Beyond Dry Eyes and Dry Mouth
Sjögren’s is often described as a “dryness disease,” but up to 50% of patients develop problems beyond the glands, affecting the skin, lungs, kidneys, joints, and nervous system. The range is wide and varies from person to person.
Lung involvement has one of the broadest prevalence ranges in the literature, reported anywhere from 9% to 75% depending on how it’s measured. It can be as mild as a persistent dry cough or as serious as interstitial lung disease, where inflammation scars the lung tissue. Kidney disorders are rarer, occurring in about 5% of patients. Joint inflammation is common and often one of the first symptoms noticed.
Nerve Damage Is More Common Than Expected
About 15% of people with primary Sjögren’s develop peripheral neuropathy, nerve damage that typically starts in the hands and feet. The most common form, accounting for about 80% of cases, is a length-dependent pattern where the longest nerves are affected first, causing numbness, tingling, and pins-and-needles sensations in the extremities. Pain from neuropathy can be severe enough to limit mobility.
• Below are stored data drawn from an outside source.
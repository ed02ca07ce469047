//! Tracing / logging initialisation helpers.

use serde::{Deserialize, Serialize};
use std::collections::BTreeMap;
use tracing_subscriber::{fmt, layer::SubscriberExt, util::SubscriberInitExt, EnvFilter};

/// Log level per component.
#[derive(Debug, Clone, PartialEq, Eq, Serialize, Deserialize)]
pub struct LogConfig {
    /// Global default level: "trace" | "debug" | "info" | "warn" | "error"
    #[serde(default = "default_level")]
    pub level: String,
    /// Override per component: component_name → level
    #[serde(default)]
    pub components: BTreeMap<String, String>,
    /// Emit JSON structured logs (true) or human-readable text (false)
    #[serde(default)]
    pub json: bool,
}

fn default_level() -> String {
    "info".to_string()
}

impl Default for LogConfig {
    fn default() -> Self {
        Self {
            level: default_level(),
            components: BTreeMap::new(),
            json: false,
        }
    }
}

impl LogConfig {
    /// Filter directives, e.g. `"info,chainfeed_reader=trace"`.
    pub fn directives(&self) -> String {
        let mut directives = self.level.clone();
        for (component, level) in &self.components {
            directives.push_str(&format!(",{}={}", component.replace('-', "_"), level));
        }
        directives
    }
}

/// Initialise tracing with the given log config. Logs go to stderr so that
/// stdout stays free for decoded output.
///
/// Should be called once at application startup; later calls are ignored.
pub fn init_tracing(config: &LogConfig) {
    let filter = EnvFilter::try_new(config.directives())
        .unwrap_or_else(|_| EnvFilter::new("info"));

    let result = if config.json {
        tracing_subscriber::registry()
            .with(filter)
            .with(fmt::layer().json().with_writer(std::io::stderr))
            .try_init()
    } else {
        tracing_subscriber::registry()
            .with(filter)
            .with(fmt::layer().with_writer(std::io::stderr))
            .try_init()
    };
    if let Err(e) = result {
        tracing::debug!(error = %e, "tracing already initialised");
    }
}

#[cfg(test)]
mod tests {
    use super::*;

    #[test]
    fn directives_include_components() {
        let mut config = LogConfig::default();
        config.components.insert("chainfeed-reader".into(), "trace".into());
        assert_eq!(config.directives(), "info,chainfeed_reader=trace");
    }

    #[test]
    fn deserializes_with_defaults() {
        let config: LogConfig = serde_json::from_str(r#"{"json": true}"#).unwrap();
        assert_eq!(config.level, "info");
        assert!(config.json);
        assert!(config.components.is_empty());
    }

    #[test]
    fn init_twice_does_not_panic() {
        init_tracing(&LogConfig::default());
        init_tracing(&LogConfig::default());
    }
}
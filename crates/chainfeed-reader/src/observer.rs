//! `ReaderObserver` — injected hook for logging and metrics.
//!
//! The reader never logs through process-wide state directly; everything
//! observable goes through the observer it was built with. All methods
//! default to no-ops so implementations only override what they need.

use chainfeed_core::{block::Block, error::ReaderError};
use tracing::{enabled, info, trace, warn, Level};

use crate::context::ParsingStats;

pub trait ReaderObserver: Send + Sync {
    /// A line without the protocol tag was consumed.
    fn on_skipped_line(&self, _line: &str) {}

    /// A protocol line with an unrecognized command was consumed.
    fn on_unknown_command(&self, _name: &str, _line: &str) {}

    /// A block was decoded. `stats` are discarded after this call.
    fn on_block(&self, _block: &Block, _stats: &ParsingStats) {}

    /// `next_block` is about to return `err`.
    fn on_error(&self, _err: &ReaderError) {}
}

/// Observer that ignores everything.
#[derive(Debug, Clone, Copy, Default)]
pub struct NoopObserver;

impl ReaderObserver for NoopObserver {}

/// Observer that reports through `tracing`.
#[derive(Debug, Clone, Copy, Default)]
pub struct TracingObserver;

impl ReaderObserver for TracingObserver {
    fn on_skipped_line(&self, line: &str) {
        trace!(line, "skipping non protocol line");
    }

    fn on_unknown_command(&self, name: &str, line: &str) {
        // Lines can be megabytes long; only render them when asked to.
        if enabled!(Level::TRACE) {
            trace!(command = name, line, "skipping unknown deep mind log line");
        }
    }

    fn on_block(&self, block: &Block, stats: &ParsingStats) {
        info!(
            block_num = block.number(),
            trx_count = block.transaction_count(),
            duration_us = stats.elapsed().as_micros() as u64,
            stats = ?stats.counts(),
            "mindreader block stats"
        );
    }

    fn on_error(&self, err: &ReaderError) {
        warn!(error = %err, "console reader failed");
    }
}

/// Fans every event out to several observers, in order.
#[derive(Default)]
pub struct ObserverSet {
    observers: Vec<Box<dyn ReaderObserver>>,
}

impl ObserverSet {
    pub fn new() -> Self {
        Self::default()
    }

    pub fn with(mut self, observer: impl ReaderObserver + 'static) -> Self {
        self.observers.push(Box::new(observer));
        self
    }
}

impl ReaderObserver for ObserverSet {
    fn on_skipped_line(&self, line: &str) {
        self.observers.iter().for_each(|o| o.on_skipped_line(line));
    }

    fn on_unknown_command(&self, name: &str, line: &str) {
        self.observers.iter().for_each(|o| o.on_unknown_command(name, line));
    }

    fn on_block(&self, block: &Block, stats: &ParsingStats) {
        self.observers.iter().for_each(|o| o.on_block(block, stats));
    }

    fn on_error(&self, err: &ReaderError) {
        self.observers.iter().for_each(|o| o.on_error(err));
    }
}
//! ChainFeed CLI — decode a node's instrumentation output into blocks.
//!
//! # Commands
//! ```text
//! chainfeed decode   [--input <path|->] [--config <file.yaml>] [--envelope] [--json]
//! chainfeed inspect  --line "DMLOG BLOCK <height> <hex>"
//! ```

use anyhow::{Context, Result};
use chainfeed_observability::LogConfig;
use chainfeed_reader::ReaderConfig;
use clap::{Parser, Subcommand};
use serde::Deserialize;
use std::path::{Path, PathBuf};

mod cmd_decode;
mod cmd_inspect;

#[derive(Parser)]
#[command(
    name = "chainfeed",
    about = "Decode blockchain node instrumentation into blocks — ChainFeed CLI",
    long_about = "
ChainFeed CLI: read the DMLOG lines an instrumented node prints while it
executes, and turn them into decoded blocks or block envelopes.

ENVIRONMENT VARIABLES:
  RUST_LOG    overrides the configured log filter
",
    version
)]
struct Cli {
    /// Enable verbose output
    #[arg(short, long, global = true)]
    verbose: bool,

    /// YAML file with `reader` and `log` sections
    #[arg(short, long, global = true)]
    config: Option<PathBuf>,

    #[command(subcommand)]
    command: Commands,
}

#[derive(Subcommand)]
enum Commands {
    /// Decode every block found in a captured or piped console stream
    Decode {
        /// Input file, or `-` for stdin
        #[arg(short, long, default_value = "-")]
        input: String,
        /// Print full block envelopes instead of summaries
        #[arg(long)]
        envelope: bool,
        /// Output as JSON lines
        #[arg(long)]
        json: bool,
        /// Stop after this many blocks
        #[arg(long)]
        max_blocks: Option<u64>,
        /// Report malformed lines and keep reading instead of aborting
        #[arg(long)]
        keep_going: bool,
    },

    /// Decode a single protocol line
    Inspect {
        /// The raw line, including its tag
        #[arg(long)]
        line: String,
    },
}

/// On-disk configuration.
#[derive(Debug, Default, Deserialize)]
struct AppConfig {
    #[serde(default)]
    reader: ReaderConfig,
    #[serde(default)]
    log: LogConfig,
}

fn load_config(path: Option<&Path>) -> Result<AppConfig> {
    let Some(path) = path else {
        return Ok(AppConfig::default());
    };
    let content = std::fs::read_to_string(path)
        .with_context(|| format!("reading config {}", path.display()))?;
    serde_yaml::from_str(&content).with_context(|| format!("parsing config {}", path.display()))
}

#[tokio::main]
async fn main() -> Result<()> {
    let cli = Cli::parse();
    let mut config = load_config(cli.config.as_deref())?;
    if cli.verbose {
        config.log.level = "debug".into();
    }
    if let Ok(filter) = std::env::var("RUST_LOG") {
        config.log.level = filter;
    }
    chainfeed_observability::init_tracing(&config.log);

    match cli.command {
        Commands::Decode {
            input,
            envelope,
            json,
            max_blocks,
            keep_going,
        } => {
            let opts = cmd_decode::DecodeOptions {
                envelope,
                json,
                max_blocks,
                keep_going,
            };
            cmd_decode::run(&config.reader, &input, opts).await
        }
        Commands::Inspect { line } => cmd_inspect::run(&config.reader, &line),
    }
}
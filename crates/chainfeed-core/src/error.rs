//! Error types for the ChainFeed decode pipeline.

use std::num::ParseIntError;
use std::sync::Arc;
use thiserror::Error;

/// Maximum number of characters of an offending line rendered in error
/// messages. The full line stays reachable through [`ReaderError::line`].
const LINE_PREVIEW_CHARS: usize = 256;

/// Errors raised while interpreting a single protocol line.
#[derive(Debug, Error)]
pub enum DecodeError {
    /// A tagged line without at least a command name and one argument.
    #[error("invalid log line format: {line:?}")]
    MalformedLine { line: String },

    #[error("invalid log line length: {command} requires {expected} fields but found {actual}")]
    Arity {
        command: &'static str,
        expected: usize,
        actual: usize,
    },

    #[error("invalid block height {token:?}: {source}")]
    InvalidHeight {
        token: String,
        #[source]
        source: ParseIntError,
    },

    #[error("invalid encoded block: {reason}")]
    InvalidPayload { reason: String },
}

impl DecodeError {
    /// Short machine-readable label, suitable for metric attributes.
    pub fn kind(&self) -> &'static str {
        match self {
            Self::MalformedLine { .. } => "malformed_line",
            Self::Arity { .. } => "arity",
            Self::InvalidHeight { .. } => "invalid_height",
            Self::InvalidPayload { .. } => "invalid_payload",
        }
    }
}

/// Errors from the byte source feeding the reader.
///
/// Cloneable so the feeder can both hand the failure to the reader and
/// report it to its own caller.
#[derive(Debug, Clone, Error)]
pub enum StreamError {
    #[error("IO error: {0}")]
    Io(#[source] Arc<std::io::Error>),

    #[error("line exceeds the {limit} byte limit")]
    LineTooLong { limit: usize },

    #[error("console reader closed")]
    ReaderClosed,
}

impl From<std::io::Error> for StreamError {
    fn from(err: std::io::Error) -> Self {
        Self::Io(Arc::new(err))
    }
}

/// Errors surfaced by `ConsoleReader::next_block`.
#[derive(Debug, Error)]
pub enum ReaderError {
    #[error("{} (line {:?})", .source, preview(.line))]
    Decode {
        line: String,
        #[source]
        source: DecodeError,
    },

    #[error("line source failed: {0}")]
    Stream(#[from] StreamError),
}

impl ReaderError {
    /// The raw line that failed to decode, if this is a decode failure.
    pub fn line(&self) -> Option<&str> {
        match self {
            Self::Decode { line, .. } => Some(line),
            Self::Stream(_) => None,
        }
    }

    pub fn kind(&self) -> &'static str {
        match self {
            Self::Decode { source, .. } => source.kind(),
            Self::Stream(_) => "stream",
        }
    }

    /// The underlying protocol error, if this is a decode failure.
    pub fn decode_error(&self) -> Option<&DecodeError> {
        match self {
            Self::Decode { source, .. } => Some(source),
            Self::Stream(_) => None,
        }
    }
}

/// Errors from the block adapter.
#[derive(Debug, Error)]
pub enum EnvelopeError {
    #[error("unable to marshal block to binary form: {0}")]
    Encode(#[from] prost::EncodeError),

    #[error("unable to unmarshal block payload: {0}")]
    Decode(#[from] prost::DecodeError),
}

fn preview(line: &str) -> &str {
    match line.char_indices().nth(LINE_PREVIEW_CHARS) {
        Some((idx, _)) => &line[..idx],
        None => line,
    }
}

#[cfg(test)]
mod tests {
    use super::*;

    #[test]
    fn decode_error_message_includes_line() {
        let err = ReaderError::Decode {
            line: "DMLOG BLOCK abc 0a02".into(),
            source: DecodeError::InvalidHeight {
                token: "abc".into(),
                source: "abc".parse::<u64>().unwrap_err(),
            },
        };
        let msg = err.to_string();
        assert!(msg.contains("\"abc\""), "{msg}");
        assert!(msg.contains("DMLOG BLOCK abc 0a02"), "{msg}");
        assert_eq!(err.line(), Some("DMLOG BLOCK abc 0a02"));
    }

    #[test]
    fn long_lines_are_truncated_in_messages() {
        let line = format!("DMLOG BLOCK 1 {}", "ab".repeat(10_000));
        let err = ReaderError::Decode {
            line: line.clone(),
            source: DecodeError::InvalidPayload { reason: "boom".into() },
        };
        assert!(err.to_string().len() < 400);
        assert_eq!(err.line().map(str::len), Some(line.len()));
    }

    #[test]
    fn stream_error_has_no_line() {
        let err = ReaderError::from(StreamError::ReaderClosed);
        assert!(err.line().is_none());
        assert!(err.decode_error().is_none());
        assert_eq!(err.kind(), "stream");
    }
}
A second pattern, sensory neuronopathy, accounts for about 20% of nerve-related cases. Its hallmark is impaired balance from loss of proprioception, the body’s sense of where its limbs are in space. Carpal tunnel syndrome affects roughly 13% of Sjögren’s patients, and about 4% develop trigeminal neuropathy, which causes numbness or pain in the face. In more severe cases, people experience muscle weakness, cramping, and muscle wasting. Neurological symptoms sometimes appear before the classic dryness, which can delay diagnosis.
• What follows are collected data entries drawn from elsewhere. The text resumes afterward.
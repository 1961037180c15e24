//! Source-to-rack routing table.

use rackroute_schema::RoutingMatrixDoc;
use std::collections::BTreeMap;

/// Mapping from source index to the ordered rack ids it activates.
#[derive(Debug, Clone, Default, PartialEq, Eq)]
pub struct RoutingTable {
    map: BTreeMap<u32, Vec<u32>>,
}

impl RoutingTable {
    pub fn from_doc(doc: &RoutingMatrixDoc) -> Self {
        let map = doc
            .matrix
            .iter()
            .filter_map(|(key, rack_ids)| Some((key.parse().ok()?, rack_ids.clone())))
            .collect();
        Self { map }
    }

    /// Rack ids for a source, in document order. An unrouted source yields
    /// the empty slice; that is a legal no-op sequence, not an error.
    pub fn racks_for(&self, source: u32) -> &[u32] {
        self.map.get(&source).map(Vec::as_slice).unwrap_or(&[])
    }

    pub fn len(&self) -> usize {
        self.map.len()
    }

    pub fn is_empty(&self) -> bool {
        self.map.is_empty()
    }

    pub fn to_doc(&self) -> RoutingMatrixDoc {
        RoutingMatrixDoc {
            matrix: self
                .map
                .iter()
                .map(|(source, ids)| (source.to_string(), ids.clone()))
                .collect(),
        }
    }
}

#[cfg(test)]
mod tests {
    use super::*;
    use rackroute_schema::validate_routing_matrix;

    #[test]
    fn racks_for_preserves_document_order() {
        let doc: RoutingMatrixDoc =
            serde_json::from_str(r#"{"matrix":{"3":[4,1,2],"5":[7]}}"#).unwrap();
        let table = RoutingTable::from_doc(&doc);
        assert_eq!(table.racks_for(3), &[4, 1, 2]);
        assert_eq!(table.racks_for(5), &[7]);
    }

    #[test]
    fn unrouted_source_is_empty() {
        let table = RoutingTable::default();
        assert_eq!(table.racks_for(42), &[] as &[u32]);
        assert!(table.is_empty());
    }

    #[test]
    fn to_doc_round_trip_revalidates() {
        let doc: RoutingMatrixDoc = serde_json::from_str(r#"{"matrix":{"3":[1,2]}}"#).unwrap();
        let table = RoutingTable::from_doc(&doc);
        let back = table.to_doc();
        assert_eq!(back, doc);
        assert!(validate_routing_matrix(&back, 64).is_ok());
    }
}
Dental Health Requires Extra Attention
Severe dry mouth accelerates tooth decay in a pattern that’s distinct from ordinary cavities. Sjögren’s-related decay tends to hit areas of the teeth that are normally resistant, like the smooth surfaces and the base of the tooth near the gumline. A meta-analysis found that Sjögren’s patients had significantly more decayed, missing, and filled tooth surfaces than controls. Genetic analysis has confirmed that the relationship between Sjögren’s and dental caries is causal, not just coincidental. Proactive dental care, including more frequent cleanings and fluoride treatments, is one of the most practical things you can do to protect long-term oral health.
Pregnancy With Sjögren’s
Women with Sjögren’s who carry certain antibodies (anti-SSA/Ro or anti-SSB/La, which are present in most patients) face a small risk of their baby developing congenital heart block, a condition where the electrical signals controlling the baby’s heartbeat are disrupted. This occurs in about 0.5% of pregnancies in antibody-positive women, and the risk increases slightly with each subsequent pregnancy. It’s uncommon, but serious enough that pregnancies in women with Sjögren’s are typically monitored more closely with fetal heart rate checks during the second trimester, when the risk is highest.
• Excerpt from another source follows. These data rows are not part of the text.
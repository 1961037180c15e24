//! MIDI step types with the JSON wire format used by rack programs.

use serde::{Deserialize, Serialize};

/// One control-message instruction in a rack program.
///
/// The serde representation is part of the wire contract for hand-edited
/// configuration documents: a `type` tag selects the variant, `channel` is
/// the 1-based MIDI channel, and `delay` (alias `delayMs`) is the pause in
/// milliseconds after the step has been dispatched.
#[derive(Debug, Clone, PartialEq, Eq, Serialize, Deserialize)]
#[serde(tag = "type")]
pub enum MidiStep {
    #[serde(rename = "cc")]
    ControlChange {
        channel: u8,
        controller: u8,
        value: u8,
        #[serde(rename = "delay", alias = "delayMs")]
        delay_ms: u64,
    },
    #[serde(rename = "noteon")]
    NoteOn {
        channel: u8,
        note: u8,
        value: u8,
        #[serde(rename = "delay", alias = "delayMs")]
        delay_ms: u64,
    },
    #[serde(rename = "program")]
    ProgramChange {
        channel: u8,
        program: u8,
        #[serde(rename = "delay", alias = "delayMs")]
        delay_ms: u64,
    },
}

/// Discriminant of a [`MidiStep`], used for observability and variable sinks.
#[derive(Debug, Clone, Copy, PartialEq, Eq, Serialize, Deserialize)]
#[serde(rename_all = "lowercase")]
pub enum StepKind {
    Cc,
    NoteOn,
    Program,
}

impl StepKind {
    pub fn as_str(&self) -> &'static str {
        match self {
            StepKind::Cc => "cc",
            StepKind::NoteOn => "noteon",
            StepKind::Program => "program",
        }
    }
}

impl MidiStep {
    #[inline]
    pub fn cc(channel: u8, controller: u8, value: u8) -> Self {
        MidiStep::ControlChange {
            channel,
            controller,
            value,
            delay_ms: 0,
        }
    }

    #[inline]
    pub fn note_on(channel: u8, note: u8, value: u8) -> Self {
        MidiStep::NoteOn {
            channel,
            note,
            value,
            delay_ms: 0,
        }
    }

    #[inline]
    pub fn program(channel: u8, program: u8) -> Self {
        MidiStep::ProgramChange {
            channel,
            program,
            delay_ms: 0,
        }
    }

    /// Returns the same step with `delay_ms` replaced.
    pub fn with_delay(mut self, ms: u64) -> Self {
        match &mut self {
            MidiStep::ControlChange { delay_ms, .. }
            | MidiStep::NoteOn { delay_ms, .. }
            | MidiStep::ProgramChange { delay_ms, .. } => *delay_ms = ms,
        }
        self
    }

    #[inline]
    pub fn kind(&self) -> StepKind {
        match self {
            MidiStep::ControlChange { .. } => StepKind::Cc,
            MidiStep::NoteOn { .. } => StepKind::NoteOn,
            MidiStep::ProgramChange { .. } => StepKind::Program,
        }
    }

    /// 1-based MIDI channel as written in the document.
    #[inline]
    pub fn channel(&self) -> u8 {
        match self {
            MidiStep::ControlChange { channel, .. }
            | MidiStep::NoteOn { channel, .. }
            | MidiStep::ProgramChange { channel, .. } => *channel,
        }
    }

    /// Post-dispatch pause in milliseconds.
    #[inline]
    pub fn delay_ms(&self) -> u64 {
        match self {
            MidiStep::ControlChange { delay_ms, .. }
            | MidiStep::NoteOn { delay_ms, .. }
            | MidiStep::ProgramChange { delay_ms, .. } => *delay_ms,
        }
    }

    /// First data byte (controller, note, or program number).
    #[inline]
    pub fn data(&self) -> u8 {
        match self {
            MidiStep::ControlChange { controller, .. } => *controller,
            MidiStep::NoteOn { note, .. } => *note,
            MidiStep::ProgramChange { program, .. } => *program,
        }
    }

    /// Second data byte; program change has none.
    #[inline]
    pub fn value(&self) -> Option<u8> {
        match self {
            MidiStep::ControlChange { value, .. } | MidiStep::NoteOn { value, .. } => Some(*value),
            MidiStep::ProgramChange { .. } => None,
        }
    }

    /// Encode to the raw wire bytes.
    ///
    /// Status byte is `0xB0 + ch` for cc, `0x90 + ch` for noteon and
    /// `0xC0 + ch` for program change, with `ch` the 0-based channel.
    pub fn encode(&self) -> RawStepBytes {
        let ch = self.channel().saturating_sub(1).min(15);
        match self {
            MidiStep::ControlChange {
                controller, value, ..
            } => RawStepBytes::new([0xB0 + ch, controller & 0x7F, value & 0x7F], 3),
            MidiStep::NoteOn { note, value, .. } => {
                RawStepBytes::new([0x90 + ch, note & 0x7F, value & 0x7F], 3)
            }
            MidiStep::ProgramChange { program, .. } => {
                RawStepBytes::new([0xC0 + ch, program & 0x7F, 0], 2)
            }
        }
    }
}

/// Raw 2-3 byte wire encoding of a step.
#[derive(Clone, Copy, Debug, PartialEq, Eq)]
pub struct RawStepBytes {
    data: [u8; 3],
    /// Valid bytes in `data` (2-3).
    len: u8,
}

impl RawStepBytes {
    #[inline]
    pub fn new(data: [u8; 3], len: u8) -> Self {
        Self { data, len }
    }

    #[inline]
    pub fn status(&self) -> u8 {
        self.data[0] & 0xF0
    }

    /// 0-based channel nibble of the status byte.
    #[inline]
    pub fn channel(&self) -> u8 {
        self.data[0] & 0x0F
    }

    #[inline]
    pub fn as_bytes(&self) -> &[u8] {
        &self.data[..self.len as usize]
    }
}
Getting to a Diagnosis Takes Time
One factor that shapes prognosis is how quickly the disease is identified. On average, it takes three years from when symptoms first appear to reach a confirmed diagnosis. That delay matters because untreated inflammation can cause cumulative damage to glands, nerves, and organs. The lag often happens because early symptoms like dry eyes, fatigue, and joint pain overlap with dozens of other conditions and don’t immediately point to a single diagnosis. People who are diagnosed earlier and begin managing the disease sooner tend to preserve more gland function and catch complications before they progress.